• [HOW TO COMPLETE THIS TASK] Write out, without any change, the lines in the material below that run from the line with "use std::fs::OpenOptions;" through the line with "pub const UNREADABLE_GRACE: Duration", both included.

--------------------

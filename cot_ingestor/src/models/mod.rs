pub mod price;
pub mod record;
pub mod report;
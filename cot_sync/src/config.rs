//! Runtime configuration for `cot-sync`.
//!
//! Values come from built-in defaults, then an optional TOML file, then a handful of
//! environment overrides. The merged result is validated once before use.

use std::path::{Path, PathBuf};
use std::time::Duration;

use cot_ingestor::download::{DownloaderConfig, CFTC_BASE_URL};
use cot_ingestor::providers::yahoo::YAHOO_BASE_URL;
use serde::{Deserialize, Serialize};
use shared_utils::env::{env_or, InvalidEnvVarError};
use thiserror::Error;

use crate::analytics::CalculatorConfig;
use crate::prices::{DEFAULT_PRICE_WORKERS, DEFAULT_PRICE_YEARS, DEFAULT_TTL_HOURS};

#[derive(Debug, Error)]
pub enum ConfigError {
    #[error("failed to read config file {path}: {source}")]
    Read {
        path: PathBuf,
        source: std::io::Error,
    },

    #[error("failed to parse config: {0}")]
    Parse(#[from] toml::de::Error),

    #[error(transparent)]
    Env(#[from] InvalidEnvVarError),

    #[error("invalid config: {0}")]
    Invalid(String),
}

/// Report download settings, `[download]`.
#[derive(Debug, Clone, PartialEq, Serialize, Deserialize)]
#[serde(default)]
pub struct DownloadSettings {
    pub base_url: String,
    pub timeout_secs: u64,
    pub retries: u32,
    pub backoff_secs: u64,
    /// Archive years kept, counting back from the current year.
    pub years: u32,
    /// Concurrent archive downloads within one variant.
    pub workers: usize,
    pub requests_per_second: u32,
}

impl Default for DownloadSettings {
    fn default() -> Self {
        let http = DownloaderConfig::default();
        Self {
            base_url: CFTC_BASE_URL.to_string(),
            timeout_secs: http.timeout.as_secs(),
            retries: http.retries,
            backoff_secs: http.backoff.as_secs(),
            years: 5,
            workers: 4,
            requests_per_second: http.requests_per_second,
        }
    }
}

impl DownloadSettings {
    pub fn downloader_config(&self) -> DownloaderConfig {
        DownloaderConfig {
            base_url: self.base_url.clone(),
            timeout: Duration::from_secs(self.timeout_secs),
            retries: self.retries,
            backoff: Duration::from_secs(self.backoff_secs),
            requests_per_second: self.requests_per_second,
            ..DownloaderConfig::default()
        }
    }
}

/// Price source settings, `[prices]`.
#[derive(Debug, Clone, PartialEq, Serialize, Deserialize)]
#[serde(default)]
pub struct PriceSettings {
    pub base_url: String,
    pub timeout_secs: u64,
    pub years: u32,
    pub workers: usize,
    pub cache_ttl_hours: i64,
}

impl Default for PriceSettings {
    fn default() -> Self {
        Self {
            base_url: YAHOO_BASE_URL.to_string(),
            timeout_secs: 30,
            years: DEFAULT_PRICE_YEARS,
            workers: DEFAULT_PRICE_WORKERS,
            cache_ttl_hours: DEFAULT_TTL_HOURS,
        }
    }
}

#[derive(Debug, Clone, PartialEq, Serialize, Deserialize)]
#[serde(default)]
pub struct SyncConfig {
    pub db_path: String,
    pub output_dir: PathBuf,
    pub lock_path: PathBuf,
    pub download: DownloadSettings,
    pub analytics: CalculatorConfig,
    pub prices: PriceSettings,
}

impl Default for SyncConfig {
    fn default() -> Self {
        Self {
            db_path: "data/cot.db".to_string(),
            output_dir: PathBuf::from("data/json"),
            lock_path: PathBuf::from("data/pipeline.lock"),
            download: DownloadSettings::default(),
            analytics: CalculatorConfig::default(),
            prices: PriceSettings::default(),
        }
    }
}

impl SyncConfig {
    /// Defaults, overlaid with `path` (when given) and the environment, then validated.
    pub fn load(path: Option<&Path>) -> Result<Self, ConfigError> {
        let mut config = match path {
            Some(path) => {
                let raw = std::fs::read_to_string(path).map_err(|source| ConfigError::Read {
                    path: path.to_path_buf(),
                    source,
                })?;
                Self::from_toml_str(&raw)?
            }
            None => Self::default(),
        };
        config.apply_env()?;
        config.validate()?;
        Ok(config)
    }

    pub fn from_toml_str(raw: &str) -> Result<Self, ConfigError> {
        Ok(toml::from_str(raw)?)
    }

    /// Applies `COT_*` and `PRICE_YEARS` overrides.
    pub fn apply_env(&mut self) -> Result<(), ConfigError> {
        self.db_path = env_or("COT_DB_PATH", self.db_path.clone())?;
        self.output_dir = env_or("COT_OUTPUT_DIR", self.output_dir.clone())?;
        self.lock_path = env_or("COT_LOCK_PATH", self.lock_path.clone())?;
        self.download.years = env_or("COT_YEARS", self.download.years)?;
        self.analytics.buy_threshold = env_or("COT_CROWDED_BUY", self.analytics.buy_threshold)?;
        self.analytics.sell_threshold = env_or("COT_CROWDED_SELL", self.analytics.sell_threshold)?;
        self.prices.years = env_or("PRICE_YEARS", self.prices.years)?;
        Ok(())
    }

    pub fn validate(&self) -> Result<(), ConfigError> {
        let a = &self.analytics;
        if !(0.0 <= a.sell_threshold && a.sell_threshold < a.buy_threshold && a.buy_threshold <= 100.0) {
            return Err(ConfigError::Invalid(format!(
                "thresholds must satisfy 0 <= sell < buy <= 100 (sell={}, buy={})",
                a.sell_threshold, a.buy_threshold
            )));
        }
        let windows = [
            a.lookback_3m,
            a.lookback_1y,
            a.lookback_3y,
            a.wci_lookback,
            a.window_5y,
            a.avg_window,
        ];
        if windows.contains(&0) {
            return Err(ConfigError::Invalid("analytics windows must be >= 1".into()));
        }
        if self.download.years == 0 || self.prices.years == 0 {
            return Err(ConfigError::Invalid("years must be >= 1".into()));
        }
        if self.download.workers == 0 || self.prices.workers == 0 {
            return Err(ConfigError::Invalid("workers must be >= 1".into()));
        }
        if self.download.retries == 0 {
            return Err(ConfigError::Invalid("download.retries must be >= 1".into()));
        }
        if self.download.requests_per_second == 0 {
            return Err(ConfigError::Invalid("download.requests_per_second must be >= 1".into()));
        }
        if self.prices.cache_ttl_hours <= 0 {
            return Err(ConfigError::Invalid("prices.cache_ttl_hours must be > 0".into()));
        }
        Ok(())
    }
}
//! Cross-process run lock.
//!
//! The lock is a file holding the owner's PID. It is published with a hard link from a
//! fully written temp file, so the lock path never exists without its PID and two
//! processes can never both create it. A marker whose PID is no longer running is
//! reclaimed. A marker that does not parse is treated as held until it is older than
//! [`UNREADABLE_GRACE`], then reclaimed.

use std::fs::OpenOptions;
use std::io::{ErrorKind, Write};
use std::path::{Path, PathBuf};
use std::time::Duration;

use thiserror::Error;
use tracing::{debug, info, warn};

/// How long an unparsable marker is assumed to belong to a live owner.
pub const UNREADABLE_GRACE: Duration = Duration::from_secs(30);

#[derive(Debug, Error)]
pub enum LockError {
    #[error("failed to create lock directory {path}: {source}")]
    CreateDir {
        path: PathBuf,
        source: std::io::Error,
    },

    #[error("failed to create lock file {path}: {source}")]
    Create {
        path: PathBuf,
        source: std::io::Error,
    },

    #[error("failed to read lock file {path}: {source}")]
    Read {
        path: PathBuf,
        source: std::io::Error,
    },

    #[error("failed to remove stale lock file {path}: {source}")]
    Remove {
        path: PathBuf,
        source: std::io::Error,
    },

    #[error("lock file {path} kept reappearing")]
    Contended { path: PathBuf },
}

#[derive(Debug)]
pub enum LockOutcome {
    Acquired(LockGuard),
    /// Another process holds the lock. `pid` is `None` while its marker is unreadable.
    AlreadyRunning { pid: Option<u32> },
}

/// Owns the lock file; removes it on drop if it still carries this process's PID.
#[derive(Debug)]
pub struct LockGuard {
    path: PathBuf,
    pid: u32,
}

impl LockGuard {
    pub fn path(&self) -> &Path {
        &self.path
    }
}

impl Drop for LockGuard {
    fn drop(&mut self) {
        match read_pid(&self.path) {
            Ok(Some(pid)) if pid == self.pid => {}
            Ok(_) => {
                warn!(path = %self.path.display(), "lock no longer ours, leaving it");
                return;
            }
            Err(err) if err.kind() == ErrorKind::NotFound => return,
            Err(err) => {
                warn!(path = %self.path.display(), error = %err, "failed to read lock on release");
                return;
            }
        }
        match std::fs::remove_file(&self.path) {
            Ok(()) => debug!(path = %self.path.display(), "lock released"),
            Err(err) if err.kind() == ErrorKind::NotFound => {}
            Err(err) => warn!(path = %self.path.display(), error = %err, "failed to release lock"),
        }
    }
}

enum Marker {
    Live(u32),
    Unreadable,
    Stale,
    Gone,
}

pub struct PipelineLock;

impl PipelineLock {
    pub fn acquire(path: &Path) -> Result<LockOutcome, LockError> {
        if let Some(parent) = path.parent().filter(|p| !p.as_os_str().is_empty()) {
            std::fs::create_dir_all(parent).map_err(|source| LockError::CreateDir {
                path: parent.to_path_buf(),
                source,
            })?;
        }

        let pid = std::process::id();
        for _ in 0..2 {
            if publish(path, pid)? {
                info!(path = %path.display(), pid, "lock acquired");
                return Ok(LockOutcome::Acquired(LockGuard {
                    path: path.to_path_buf(),
                    pid,
                }));
            }

            match inspect(path)? {
                Marker::Live(owner) => {
                    warn!(pid = owner, "pipeline already running");
                    return Ok(LockOutcome::AlreadyRunning { pid: Some(owner) });
                }
                Marker::Unreadable => {
                    warn!(path = %path.display(), "lock marker unreadable but recent, assuming held");
                    return Ok(LockOutcome::AlreadyRunning { pid: None });
                }
                Marker::Gone => {}
                Marker::Stale => {
                    if let Some(owner) = reclaim(path, pid)? {
                        return Ok(LockOutcome::AlreadyRunning { pid: Some(owner) });
                    }
                }
            }
        }

        Err(LockError::Contended {
            path: path.to_path_buf(),
        })
    }
}

fn side_path(path: &Path, pid: u32, suffix: &str) -> PathBuf {
    let name = path
        .file_name()
        .map(|n| n.to_string_lossy().into_owned())
        .unwrap_or_else(|| "lock".to_string());
    path.with_file_name(format!(".{name}.{pid}.{suffix}"))
}

/// Writes the PID to a private temp file and links it onto `path`. Returns `false`
/// when the lock path already exists.
fn publish(path: &Path, pid: u32) -> Result<bool, LockError> {
    let create_err = |source| LockError::Create {
        path: path.to_path_buf(),
        source,
    };
    let tmp = side_path(path, pid, "tmp");
    let written = OpenOptions::new()
        .write(true)
        .create(true)
        .truncate(true)
        .open(&tmp)
        .and_then(|mut file| {
            file.write_all(pid.to_string().as_bytes())?;
            file.sync_all()
        });
    if let Err(source) = written {
        let _ = std::fs::remove_file(&tmp);
        return Err(create_err(source));
    }

    let linked = std::fs::hard_link(&tmp, path);
    let _ = std::fs::remove_file(&tmp);
    match linked {
        Ok(()) => Ok(true),
        Err(err) if err.kind() == ErrorKind::AlreadyExists => Ok(false),
        Err(source) => Err(create_err(source)),
    }
}

fn read_pid(path: &Path) -> std::io::Result<Option<u32>> {
    let contents = std::fs::read_to_string(path)?;
    Ok(contents.trim().parse::<u32>().ok())
}

fn inspect(path: &Path) -> Result<Marker, LockError> {
    let read_err = |source| LockError::Read {
        path: path.to_path_buf(),
        source,
    };
    match read_pid(path) {
        Ok(Some(owner)) if pid_alive(owner) => Ok(Marker::Live(owner)),
        Ok(Some(owner)) => {
            warn!(pid = owner, "found stale lock from dead process");
            Ok(Marker::Stale)
        }
        Ok(None) => {
            let age = std::fs::metadata(path)
                .and_then(|m| m.modified())
                .map_err(read_err)?
                .elapsed()
                .unwrap_or_default();
            if age < UNREADABLE_GRACE {
                Ok(Marker::Unreadable)
            } else {
                warn!(path = %path.display(), age_secs = age.as_secs(), "found abandoned unreadable lock");
                Ok(Marker::Stale)
            }
        }
        // Released between our publish attempt and the read.
        Err(err) if err.kind() == ErrorKind::NotFound => Ok(Marker::Gone),
        Err(source) => Err(read_err(source)),
    }
}

/// Moves a stale marker aside and deletes it. If what was moved turns out to be a live
/// owner's fresh marker, it is linked back and that owner is returned.
fn reclaim(path: &Path, pid: u32) -> Result<Option<u32>, LockError> {
    let staged = side_path(path, pid, "stale");
    match std::fs::rename(path, &staged) {
        Ok(()) => {}
        Err(err) if err.kind() == ErrorKind::NotFound => return Ok(None),
        Err(source) => {
            return Err(LockError::Remove {
                path: path.to_path_buf(),
                source,
            });
        }
    }

    let owner = read_pid(&staged)
        .ok()
        .flatten()
        .filter(|&owner| pid_alive(owner));
    if let Some(owner) = owner {
        warn!(pid = owner, "lock was taken over while reclaiming, restoring it");
        let _ = std::fs::hard_link(&staged, path);
    }
    std::fs::remove_file(&staged).map_err(|source| LockError::Remove {
        path: staged.clone(),
        source,
    })?;
    Ok(owner)
}

/// Whether a process with `pid` exists.
#[cfg(unix)]
pub fn pid_alive(pid: u32) -> bool {
    let Ok(pid) = libc::pid_t::try_from(pid) else {
        return false;
    };
    if pid <= 0 {
        return false;
    }
    // SAFETY: signal 0 performs the existence and permission checks only.
    let rc = unsafe { libc::kill(pid, 0) };
    rc == 0 || std::io::Error::last_os_error().raw_os_error() == Some(libc::EPERM)
}

/// Whether a process with `pid` exists. Without a portable liveness check only the current
/// process is known to be alive.
#[cfg(not(unix))]
pub fn pid_alive(pid: u32) -> bool {
    pid == std::process::id()
}

#[cfg(test)]
mod tests {
    use super::*;
    use std::fs::File;
    use std::time::SystemTime;
    use tempfile::TempDir;

    fn age(path: &Path, by: Duration) {
        let file = File::options().write(true).open(path).unwrap();
        file.set_modified(SystemTime::now() - by).unwrap();
    }

    fn leftovers(dir: &Path) -> Vec<String> {
        std::fs::read_dir(dir)
            .unwrap()
            .map(|e| e.unwrap().file_name().to_string_lossy().into_owned())
            .filter(|n| n.ends_with(".tmp") || n.ends_with(".stale"))
            .collect()
    }

    #[test]
    fn guard_removes_file_on_drop() {
        let dir = TempDir::new().unwrap();
        let path = dir.path().join("nested").join("pipeline.lock");
        let LockOutcome::Acquired(guard) = PipelineLock::acquire(&path).unwrap() else {
            panic!("expected to acquire");
        };
        let stored = std::fs::read_to_string(&path).unwrap();
        assert_eq!(stored, std::process::id().to_string());
        assert!(leftovers(path.parent().unwrap()).is_empty());
        drop(guard);
        assert!(!path.exists());
    }

    #[test]
    fn live_owner_blocks_second_acquire() {
        let dir = TempDir::new().unwrap();
        let path = dir.path().join("pipeline.lock");
        let _guard = PipelineLock::acquire(&path).unwrap();
        match PipelineLock::acquire(&path).unwrap() {
            LockOutcome::AlreadyRunning { pid } => assert_eq!(pid, Some(std::process::id())),
            LockOutcome::Acquired(_) => panic!("lock acquired twice"),
        }
    }

    #[test]
    fn marker_without_pid_yet_is_held() {
        // Another owner created the file but has not written its PID.
        let dir = TempDir::new().unwrap();
        let path = dir.path().join("pipeline.lock");
        OpenOptions::new().write(true).create_new(true).open(&path).unwrap();

        match PipelineLock::acquire(&path).unwrap() {
            LockOutcome::AlreadyRunning { pid } => assert_eq!(pid, None),
            LockOutcome::Acquired(_) => panic!("took a lock that is still being written"),
        }
        assert!(path.exists());
    }

    #[test]
    fn abandoned_unreadable_marker_is_reclaimed() {
        let dir = TempDir::new().unwrap();
        let path = dir.path().join("pipeline.lock");
        std::fs::write(&path, "not a pid").unwrap();
        age(&path, UNREADABLE_GRACE * 4);

        let LockOutcome::Acquired(_guard) = PipelineLock::acquire(&path).unwrap() else {
            panic!("expected to reclaim");
        };
        assert_eq!(
            std::fs::read_to_string(&path).unwrap(),
            std::process::id().to_string()
        );
        assert!(leftovers(dir.path()).is_empty());
    }

    #[cfg(unix)]
    #[test]
    fn dead_owner_is_reclaimed() {
        let dir = TempDir::new().unwrap();
        let path = dir.path().join("pipeline.lock");
        std::fs::write(&path, i32::MAX.to_string()).unwrap();
        assert!(matches!(
            PipelineLock::acquire(&path).unwrap(),
            LockOutcome::Acquired(_)
        ));
    }

    #[test]
    fn guard_leaves_a_foreign_marker_alone() {
        let dir = TempDir::new().unwrap();
        let path = dir.path().join("pipeline.lock");
        let LockOutcome::Acquired(guard) = PipelineLock::acquire(&path).unwrap() else {
            panic!("expected to acquire");
        };
        std::fs::write(&path, "1").unwrap();
        drop(guard);
        assert_eq!(std::fs::read_to_string(&path).unwrap(), "1");
    }

    #[cfg(unix)]
    #[test]
    fn dead_pid_is_not_alive() {
        assert!(!pid_alive(i32::MAX as u32));
        assert!(pid_alive(std::process::id()));
    }
}
//! Wire representations for the REST boundary.

use chrono::{DateTime, Utc};
use serde::{Deserialize, Serialize};

use arbridge_core::{FieldMap, GenericResponse, Status};

/// The response envelope every endpoint returns.
///
/// Mirrors [`GenericResponse`] one to one so that boundary clients see the
/// module's outcome unchanged.
#[derive(Debug, Clone, Serialize, Deserialize)]
pub struct ApiResponse {
    pub status: Status,
    #[serde(default)]
    pub data: FieldMap,
    pub message: String,
    pub timestamp: DateTime<Utc>,
}

impl ApiResponse {
    /// An ERROR envelope produced by the boundary itself (routing and
    /// validation faults that never reached a module).
    #[must_use]
    pub fn boundary_error(message: impl Into<String>, data: FieldMap) -> Self {
        Self {
            status: Status::Error,
            data,
            message: message.into(),
            timestamp: Utc::now(),
        }
    }
}

impl From<GenericResponse> for ApiResponse {
    fn from(response: GenericResponse) -> Self {
        Self {
            status: response.status(),
            data: response.data().clone(),
            message: response.message().to_owned(),
            timestamp: response.timestamp(),
        }
    }
}

/// Registered module types, as reported by the discovery endpoint.
#[derive(Debug, Clone, Serialize, Deserialize)]
pub struct ModuleListResponse {
    pub modules: Vec<String>,
    pub count: usize,
}
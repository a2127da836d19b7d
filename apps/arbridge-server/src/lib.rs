//! Arbridge gateway server library: configuration, wiring and the REST
//! boundary. The binary in `main.rs` is a thin CLI over these pieces.

pub mod api;
pub mod bootstrap;
pub mod config;
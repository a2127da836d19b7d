//! Backend error types.

use thiserror::Error;

/// Errors reported by a form backend.
///
/// These never cross the module boundary as faults: modules convert them
/// into `FAILED`/`ERROR` responses for the caller.
#[derive(Debug, Error)]
pub enum FormError {
    #[error("form not found: {0}")]
    FormNotFound(String),

    #[error("entry not found: {0}")]
    EntryNotFound(String),

    #[error("required field missing: {0}")]
    MissingField(String),

    /// Transport or backend fault outside the domain taxonomy.
    #[error(transparent)]
    Backend(#[from] anyhow::Error),
}
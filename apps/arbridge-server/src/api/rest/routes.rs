//! Route table for the integration gateway API.

use std::sync::Arc;

use axum::routing::{get, post};
use axum::Router;
use tower_http::cors::CorsLayer;
use tower_http::trace::TraceLayer;

use arbridge_core::ModuleService;

use super::handlers;

/// Builds the full application router, layered with request tracing and a
/// permissive CORS policy.
pub fn router(service: Arc<ModuleService>) -> Router {
    Router::new()
        .route("/api/v1/integration/modules", get(handlers::list_modules))
        .route(
            "/api/v1/integration/{module_type}",
            post(handlers::create_entry),
        )
        // Static segments win over the `{entry_id}` capture below, so
        // `search` and `batch` never resolve as entry ids.
        .route(
            "/api/v1/integration/{module_type}/search",
            get(handlers::search_entries),
        )
        .route(
            "/api/v1/integration/{module_type}/batch",
            post(handlers::batch_create),
        )
        .route(
            "/api/v1/integration/{module_type}/{entry_id}",
            get(handlers::get_entry).put(handlers::update_entry),
        )
        .layer(TraceLayer::new_for_http())
        .layer(CorsLayer::permissive())
        .with_state(service)
}
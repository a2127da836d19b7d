//! Canonical data model shared by all modules.
//!
//! Requests and responses are plain immutable values: constructed once,
//! never mutated afterwards. Field payloads are loosely typed JSON maps so
//! that callers can send whatever their integration needs; each module
//! decides which fields it understands (see [`crate::mapping`]).

use std::collections::BTreeMap;

use chrono::{DateTime, Utc};
use serde::{Deserialize, Serialize};

/// Loosely typed field payload: canonical field name → scalar or nested value.
pub type FieldMap = serde_json::Map<String, serde_json::Value>;

/// A canonical entity-operation request routed to a module.
///
/// Operations are case-insensitive; the operation name is lowercased at
/// construction so modules can match on it directly.
#[derive(Debug, Clone, Serialize, Deserialize)]
pub struct GenericRequest {
    module_type: String,
    operation: String,
    data: FieldMap,
    #[serde(default, skip_serializing_if = "Option::is_none")]
    metadata: Option<BTreeMap<String, String>>,
}

impl GenericRequest {
    #[must_use]
    pub fn new(
        module_type: impl Into<String>,
        operation: impl Into<String>,
        data: FieldMap,
    ) -> Self {
        Self {
            module_type: module_type.into(),
            operation: operation.into().to_ascii_lowercase(),
            data,
            metadata: None,
        }
    }

    /// Attaches cross-cutting metadata (trace identifiers and the like).
    #[must_use]
    pub fn with_metadata(mut self, metadata: BTreeMap<String, String>) -> Self {
        self.metadata = Some(metadata);
        self
    }

    /// Adds a single metadata entry, creating the map on first use.
    #[must_use]
    pub fn with_metadata_entry(
        mut self,
        key: impl Into<String>,
        value: impl Into<String>,
    ) -> Self {
        self.metadata
            .get_or_insert_with(BTreeMap::new)
            .insert(key.into(), value.into());
        self
    }

    #[must_use]
    pub fn module_type(&self) -> &str {
        &self.module_type
    }

    /// The lowercased operation name.
    #[must_use]
    pub fn operation(&self) -> &str {
        &self.operation
    }

    #[must_use]
    pub fn data(&self) -> &FieldMap {
        &self.data
    }

    #[must_use]
    pub fn metadata(&self) -> Option<&BTreeMap<String, String>> {
        self.metadata.as_ref()
    }
}

/// Outcome status of a processed request.
#[derive(Debug, Clone, Copy, PartialEq, Eq, Serialize, Deserialize)]
#[serde(rename_all = "SCREAMING_SNAKE_CASE")]
pub enum Status {
    /// The operation's side effect, if any, has committed in the backend.
    Success,
    /// The handler reported a domain failure (e.g. unknown entry).
    Failed,
    /// An unexpected condition was caught inside the handler.
    Error,
}

impl std::fmt::Display for Status {
    fn fmt(&self, f: &mut std::fmt::Formatter<'_>) -> std::fmt::Result {
        match self {
            Status::Success => f.write_str("SUCCESS"),
            Status::Failed => f.write_str("FAILED"),
            Status::Error => f.write_str("ERROR"),
        }
    }
}

/// A canonical response produced by a module.
#[derive(Debug, Clone, Serialize, Deserialize)]
pub struct GenericResponse {
    status: Status,
    /// May be empty, never absent.
    data: FieldMap,
    message: String,
    timestamp: DateTime<Utc>,
}

impl GenericResponse {
    #[must_use]
    pub fn success(data: FieldMap, message: impl Into<String>) -> Self {
        Self::build(Status::Success, data, message)
    }

    #[must_use]
    pub fn failed(message: impl Into<String>) -> Self {
        Self::build(Status::Failed, FieldMap::new(), message)
    }

    #[must_use]
    pub fn error(message: impl Into<String>) -> Self {
        Self::build(Status::Error, FieldMap::new(), message)
    }

    fn build(status: Status, data: FieldMap, message: impl Into<String>) -> Self {
        Self {
            status,
            data,
            message: message.into(),
            timestamp: Utc::now(),
        }
    }

    #[must_use]
    pub fn status(&self) -> Status {
        self.status
    }

    #[must_use]
    pub fn data(&self) -> &FieldMap {
        &self.data
    }

    #[must_use]
    pub fn message(&self) -> &str {
        &self.message
    }

    #[must_use]
    pub fn timestamp(&self) -> DateTime<Utc> {
        self.timestamp
    }
}

/// Result of validating a request against a module's rules.
///
/// Validation failures travel as data, never as raised faults; callers check
/// before acting. Error order is itemization order and matters only for
/// display.
#[derive(Debug, Clone, PartialEq, Eq, Serialize, Deserialize)]
pub struct ValidationResult {
    valid: bool,
    errors: Vec<String>,
}

impl ValidationResult {
    /// A passing result with no errors.
    #[must_use]
    pub fn valid() -> Self {
        Self {
            valid: true,
            errors: Vec::new(),
        }
    }

    /// A failing result. An empty error list is replaced by a generic error
    /// so that invalid results always carry at least one reason.
    #[must_use]
    pub fn invalid(errors: Vec<String>) -> Self {
        let errors = if errors.is_empty() {
            vec!["request is invalid".to_owned()]
        } else {
            errors
        };
        Self {
            valid: false,
            errors,
        }
    }

    /// A failing result with a single error.
    #[must_use]
    pub fn invalid_one(error: impl Into<String>) -> Self {
        Self::invalid(vec![error.into()])
    }

    #[must_use]
    pub fn is_valid(&self) -> bool {
        self.valid
    }

    #[must_use]
    pub fn errors(&self) -> &[String] {
        &self.errors
    }

    /// All errors joined for display, `None` when the result is valid.
    #[must_use]
    pub fn error_message(&self) -> Option<String> {
        if self.errors.is_empty() {
            None
        } else {
            Some(self.errors.join(", "))
        }
    }
}

#[cfg(test)]
mod tests {
    use super::*;
    use serde_json::json;

    fn sample_data() -> FieldMap {
        let mut data = FieldMap::new();
        data.insert("summary".to_owned(), json!("Printer on fire"));
        data
    }

    #[test]
    fn request_lowercases_operation() {
        let req = GenericRequest::new("incident", "CREATE", sample_data());
        assert_eq!(req.operation(), "create");
        assert_eq!(req.module_type(), "incident");
    }

    #[test]
    fn request_metadata_is_optional() {
        let req = GenericRequest::new("incident", "get", FieldMap::new());
        assert!(req.metadata().is_none());

        let req = req.with_metadata_entry("request_id", "r-1");
        assert_eq!(
            req.metadata().and_then(|m| m.get("request_id")).map(String::as_str),
            Some("r-1")
        );
    }

    #[test]
    fn response_data_is_never_absent() {
        let resp = GenericResponse::failed("backend unreachable");
        assert_eq!(resp.status(), Status::Failed);
        assert!(resp.data().is_empty());
        assert_eq!(resp.message(), "backend unreachable");
    }

    #[test]
    fn status_serializes_screaming() {
        assert_eq!(
            serde_json::to_string(&Status::Success).unwrap(),
            "\"SUCCESS\""
        );
        assert_eq!(Status::Error.to_string(), "ERROR");
    }

    #[test]
    fn valid_result_has_no_errors() {
        let result = ValidationResult::valid();
        assert!(result.is_valid());
        assert!(result.errors().is_empty());
        assert!(result.error_message().is_none());
    }

    #[test]
    fn invalid_result_always_carries_an_error() {
        let result = ValidationResult::invalid(Vec::new());
        assert!(!result.is_valid());
        assert_eq!(result.errors().len(), 1);

        let result = ValidationResult::invalid(vec!["a".into(), "b".into()]);
        assert_eq!(result.error_message().as_deref(), Some("a, b"));
    }

    #[test]
    fn invalid_preserves_itemization_order() {
        let result =
            ValidationResult::invalid(vec!["first".into(), "second".into(), "third".into()]);
        assert_eq!(result.errors(), ["first", "second", "third"]);
    }
}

--------------------

• [OUTPUT FOR THIS EXERCISE]
use std::fs::OpenOptions;
use std::io::{ErrorKind, Write};
use std::path::{Path, PathBuf};
use std::time::Duration;

use thiserror::Error;
use tracing::{debug, info, warn};

/// How long an unparsable marker is assumed to belong to a live owner.
pub const UNREADABLE_GRACE: Duration = Duration::from_secs(30);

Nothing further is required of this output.